Because every state prohibits the practice of medicine without a license, and because a corporate or business entity may not obtain a license to practice medicine, the historical model provided that all physicians were independent contractors (i.e., separate economic entities), even in their role on the medical staff of a hospital. Without an explicit employer-employee relationship, the liability of a physician for malpractice most likely could not be imputed (i.e., passed along to) a hospital.
The legal theory of respondeat superior holds an employer liable for the negligent acts of an employee who acts within the scope of employment. Historically, as most physicians were not employees, this theory of liability was often defeated in medical malpractice suits. Today, however, most courts look beyond the title given to the relationship, and to the control that the hospital or health care organization exerts over the physician in question, to determine whether the relationship is more like that of an employer and employee (e.g., where the processes and treatment decisions are tightly prescribed by the organization, and liability may be imputed) or whether it is truly that of an independent contractor and a client (e.g., where the physician acts alone to accomplish a particular end result, and liability may not be imputed).
The legal theory of ostensible agency can also attach liability to a hospital or health care organization for an individual physician's malpractice. No employer-employee relationship needs to be shown here. Ostensible agency liability is created where the principal (the hospital or health care organization) represents or creates the appearance to third persons that the physician is an agent of the principal, subject to the principal's control. This theory focuses on the reasonable expectations and beliefs of the patient, based on the conduct of the hospital or health care organization. The actual relationship of the physician and the hospital or organization is immaterial.
Most states have enacted legislation that modifies the common law action of medical malpractice, in an attempt to stem the rising tide of lawsuits. Restrictions on plaintiff patients include shorter statutes of limitations (i.e., times within which a lawsuit must be filed after injury) than those provided for in common law actions, and a required affidavit from a physician expert witness, certifying that the applicable standard of care in the particular case was violated by the defendant physician and that the violation caused the plaintiff patient's injuries.

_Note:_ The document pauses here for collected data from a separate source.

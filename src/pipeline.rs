//! Draw orchestration: snapshot → eligibility → draw → audit record.

use std::collections::BTreeSet;
use std::path::Path;

use chrono::{DateTime, Utc};
use lottery_engine::{aggregate, filter_eligible, run_draw, AuditContext, AuditRecord, DrawOutcome};
use tracing::info;

use crate::config::LotteryParams;
use crate::errors::CliError;
use crate::rpc::RpcClient;
use crate::seed_feed::load_seed_from_feed_file;

/// Everything a draw consumes, already fetched.
#[derive(Clone, Debug)]
pub struct DrawInputs {
    pub target_slot: u64,
    pub seed: String,
    pub seed_source: String,
    pub account_blobs: Vec<Vec<u8>>,
    pub excluded: BTreeSet<String>,
}

#[derive(Clone, Debug)]
pub struct DrawResult {
    pub record: AuditRecord,
    pub outcome: DrawOutcome,
    pub holders: usize,
}

/// Resolve the seed from a feed file when given, otherwise from the
/// finalized block at `slot`. Returns `(seed, source)`.
pub async fn resolve_seed(
    rpc: &RpcClient,
    feed_file: Option<&Path>,
    slot: u64,
) -> Result<(String, String), CliError> {
    let (seed, source) = if let Some(path) = feed_file {
        (load_seed_from_feed_file(path, Some(slot))?, format!("file:{}", path.display()))
    } else {
        (rpc.get_blockhash_for_slot(slot).await?, "rpc:getBlock".to_owned())
    };
    info!(%seed, %source, "resolved seed blockhash");
    Ok((seed, source))
}

/// Run the full draw over pre-fetched inputs. Pure apart from logging.
pub fn execute_draw(
    inputs: &DrawInputs,
    params: &LotteryParams,
    generated_at_utc: DateTime<Utc>,
) -> Result<DrawResult, CliError> {
    info!(accounts = inputs.account_blobs.len(), "accounts fetched");
    let balances = aggregate(&inputs.account_blobs);
    info!(owners = balances.len(), "unique owners");

    let entrants = filter_eligible(&balances, &inputs.excluded, params.min_raw_balance);
    let outcome = run_draw(&inputs.seed, &entrants)?;
    info!(
        entrants = outcome.ranges.len(),
        total_tickets = outcome.total_tickets,
        "eligible entrants"
    );

    let ctx = AuditContext {
        token_mint: params.mint.clone(),
        target_slot: inputs.target_slot,
        seed_source: inputs.seed_source.clone(),
        min_raw_balance: params.min_raw_balance,
        excluded_wallets_file: params
            .excluded_wallets_file
            .as_ref()
            .map(|p| p.display().to_string()),
        generated_at_utc,
    };
    let record = AuditRecord::from_outcome(&inputs.seed, &outcome, ctx);
    Ok(DrawResult { record, outcome, holders: balances.len() })
}

#[cfg(test)]
mod tests {
    use super::*;
    use lottery_engine::{verify_audit, DrawError};
    use lottery_primitives::encode_address;

    fn account(owner: u8, amount: u64) -> Vec<u8> {
        let mut data = vec![0u8; 165];
        data[32..64].fill(owner);
        data[64..72].copy_from_slice(&amount.to_le_bytes());
        data
    }

    fn inputs(blobs: Vec<Vec<u8>>, excluded: BTreeSet<String>) -> DrawInputs {
        DrawInputs {
            target_slot: 77,
            seed: "abc".into(),
            seed_source: "file:feed.txt".into(),
            account_blobs: blobs,
            excluded,
        }
    }

    #[test]
    fn draw_produces_verifiable_record() {
        let params = LotteryParams { min_raw_balance: 10, ..LotteryParams::default() };
        let blobs = vec![account(1, 100), account(2, 50), account(3, 200), account(4, 9)];
        let res = execute_draw(&inputs(blobs, BTreeSet::new()), &params, Utc::now()).expect("draw");

        assert_eq!(res.holders, 4);
        assert_eq!(res.record.all_entrants.len(), 3);
        assert_eq!(res.record.metadata.total_supply, 350);
        assert_eq!(res.record.metadata.target_slot, 77);
        assert_eq!(
            res.record.metadata.excluded_wallets_file.as_deref(),
            Some("excluded_wallets.mainnet.txt")
        );
        let report = verify_audit(&res.record).expect("verifies");
        assert_eq!(report.winner, res.outcome.winner().address);
    }

    #[test]
    fn below_minimum_is_never_a_winner() {
        let params = LotteryParams { min_raw_balance: 10, ..LotteryParams::default() };
        let small = encode_address(&[4u8; 32]);
        let blobs = vec![account(1, 10), account(4, 9)];
        let res = execute_draw(&inputs(blobs, BTreeSet::new()), &params, Utc::now()).expect("draw");
        assert!(res.record.all_entrants.iter().all(|e| e.address != small));
        assert_ne!(res.record.winner.address, small);
    }

    #[test]
    fn everyone_excluded_is_degenerate() {
        let params = LotteryParams { min_raw_balance: 1, ..LotteryParams::default() };
        let excluded: BTreeSet<String> = [encode_address(&[1u8; 32])].into_iter().collect();
        let err = execute_draw(&inputs(vec![account(1, 100)], excluded), &params, Utc::now())
            .expect_err("no entrants");
        assert!(matches!(err, CliError::Draw(DrawError::NoEligibleEntrants)));
    }
}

Even with legislation in these states, the costs of medical malpractice liability have increased, and, in some parts of the country, skyrocketed. Doctors in some areas claim that liability insurance is so high that they refuse to accept patients, move their practice to another state, or even retire early. Insurance companies that provide malpractice insurance claim that multi-million-dollar judgments in medical malpractice cases, coupled with lawsuits deemed frivolous by the companies, have been the root cause of the increase in rates.
Several states have considered and passed legislation under the pretext of major tort reform. California law provides a model by which several states have followed. In 1975, the California legislature enacted the Medical Injury Compensation Reform Act (MICRA), which capped non-economic damages—which include damages for pain and suffering, and even death—at $250,000. Many states that have followed California's lead have limited such damages to between $250,000 and $350,000. President george w. bush has called for major reform on a national level, requesting that Congress enact legislation that could create a national cap of $250,000 on non-economic damages in all medical malpractice cases. The majority of medical associations, including the american medical association, have lobbied Congress and state legislatures to pass this type of law. Other proposals include limiting the recovery of attorney's fees in medical malpractice cases, restricting the liability of a doctor who provides emergency care, and limiting the recovery of attorneys in medical malpractice cases.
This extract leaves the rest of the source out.